En este contexto, de guerra propiamente, de película de terror, como dicen los autores del artículo “¿quién debería recibir soporte para la vida durante una emergencia pública?”, los principios que rigen habitualmente para la ética clínica, se vuelven papel mojado porque los recursos públicos, simplemente, son insuficientes. Aunque los médicos lo deseen con todo su corazón, no hay camas, ni ventiladores ni equipo sanitario para todos los enfermos, de ahí que las políticas gubernamentales se enfoquen primeramente en los resultados de la salud pública, “subordinando el interés y los derechos de los individuos al bien común”.
Ante un escenario de este tipo, pocas personas felizmente cederán un ventilador mecánico a otro paciente, porque realmente piensan que la vida de este vale más que la suya o porque él llegó primero a solicitar que le atendieran. Quien se queda fuera de un servicio de salud pública no experimenta otra cosa que la injusticia pura y dura. ¿Hay forma de evitarla?
Como dicen Douglas, Katz, Luce y Lo (los autores del artículo que referí), una forma de evitar la injusticia es manteniendo a todos los pacientes como elegibles para recibir el tratamiento, siguiendo tres principios aplicables solo para casos de emergencia sanitaria: salvar más vidas, salvar la mayor cantidad de años y dar igual oportunidad a los individuos de vivir las etapas que vienen con los distintos ciclos de vida.
Bajo estas premisas es posible que los pacientes no sean descartados para recibir el tratamiento por razones de edad, género, condición física, creencias o su mucho, poco o nulo aporte a la sociedad. El problema viene cuando la selección va pasando por los filtros que ponen en marcha dichos criterios. Quien requiera más el tratamiento, tenga más posibilidades de curarse, vaya a usar menos tiempo el equipo, pueda continuar sumando años después de aliviarse para completar ciclos de vida, será quien reciba el tratamiento. Los empates los dirimirá la suerte.
¿Hay alguna posibilidad de trepar por los muros de este callejón sin salida? Visto lo visto, en tiempos de pandemia, los principios de la bioética ayudan poco. Los equipos del triaje instalados en los hospitales, no decidirán en términos de autonomía o beneficencia; actuarán en función de esa idea de justicia que busca tratar y salvar a los más con los pocos recursos de los que se dispone.

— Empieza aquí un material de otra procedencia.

//! What-if sensitivity sweeps.
//!
//! A sweep re-runs the prediction query over a generated range of one lag
//! input, holding everything else fixed, and returns the response curve in
//! input order. The steeper the curve, the more the model leans on that
//! feature for the selected location and commodity.

use serde::{Deserialize, Serialize};

use crate::predict::{PredictionError, PredictionRequest, Predictor};

/// Default number of sweep points, endpoints included.
pub const DEFAULT_SWEEP_STEPS: usize = 10;

/// Upper bound of the generated range when the base value is zero.
pub const ZERO_BASE_SWEEP_MAX: f64 = 10.0;

/// The lag input being varied. Only the lag features are sweepable; the
/// calendar and location inputs are selections, not model sensitivities.
#[derive(Debug, Clone, Copy, PartialEq, Eq, Serialize, Deserialize)]
pub enum SweepField {
    #[serde(rename = "lag_1")]
    Lag1,
    #[serde(rename = "lag_3")]
    Lag3,
    #[serde(rename = "rolling_mean_3")]
    RollingMean3,
}

impl SweepField {
    pub fn name(&self) -> &'static str {
        match self {
            Self::Lag1 => "lag_1",
            Self::Lag3 => "lag_3",
            Self::RollingMean3 => "rolling_mean_3",
        }
    }

    fn get(&self, request: &PredictionRequest) -> f64 {
        match self {
            Self::Lag1 => request.lag_1,
            Self::Lag3 => request.lag_3,
            Self::RollingMean3 => request.rolling_mean_3,
        }
    }

    fn set(&self, request: &mut PredictionRequest, value: f64) {
        match self {
            Self::Lag1 => request.lag_1 = value,
            Self::Lag3 => request.lag_3 = value,
            Self::RollingMean3 => request.rolling_mean_3 = value,
        }
    }
}

/// One point of the response curve.
#[derive(Debug, Clone, Copy, PartialEq, Serialize, Deserialize)]
pub struct SweepPoint {
    pub value: f64,
    pub prediction: f64,
}

/// The generated range: ±50% around the base, floored at zero; a zero base
/// falls back to `[0, ZERO_BASE_SWEEP_MAX]` so the curve is never a single
/// repeated point.
pub fn sweep_range(base: f64) -> (f64, f64) {
    let min = (base - 0.5 * base).max(0.0);
    let max = base + 0.5 * base;
    if min == max {
        (0.0, ZERO_BASE_SWEEP_MAX)
    } else {
        (min, max)
    }
}

/// `steps` evenly spaced values inclusive of both endpoints.
fn linspace(min: f64, max: f64, steps: usize) -> Vec<f64> {
    match steps {
        0 => Vec::new(),
        1 => vec![min],
        _ => (0..steps)
            .map(|i| {
                if i == steps - 1 {
                    max
                } else {
                    min + (max - min) * i as f64 / (steps - 1) as f64
                }
            })
            .collect(),
    }
}

/// Run the sweep: one prediction per generated value, input order
/// preserved. The base request is never mutated; each point predicts on a
/// copy with only the varied field replaced.
pub fn sweep(
    predictor: &Predictor,
    base: &PredictionRequest,
    field: SweepField,
    steps: usize,
) -> Result<Vec<SweepPoint>, PredictionError> {
    let (min, max) = sweep_range(field.get(base));
    let mut points = Vec::with_capacity(steps);
    for value in linspace(min, max, steps) {
        let mut request = base.clone();
        field.set(&mut request, value);
        let prediction = predictor.predict(&request)?;
        points.push(SweepPoint { value, prediction });
    }
    Ok(points)
}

Por ello, pienso, la clave no está en intentar humanizar la lógica utilitaria que subyace a la idea de bien común que comenzarán a poner en marcha los triajes, sino en tres actos de responsabilidad que están al alcance de cualquiera: 1) llevar a cabo todas las medidas de cuidado sanitario que eviten el contagio; 2) salir a la calle solo para lo estrictamente necesario; y, 3) no minimizar los efectos de la pandemia, poniendo en riesgo la vida de otros.
Estas tres medidas, si bien no son infalibles, por lo menos harán menos probable que tengamos que ir a parar a un hospital, donde el azar nos esperará con los brazos abiertos para determinar los ciclos de vida que nos queden por vivir.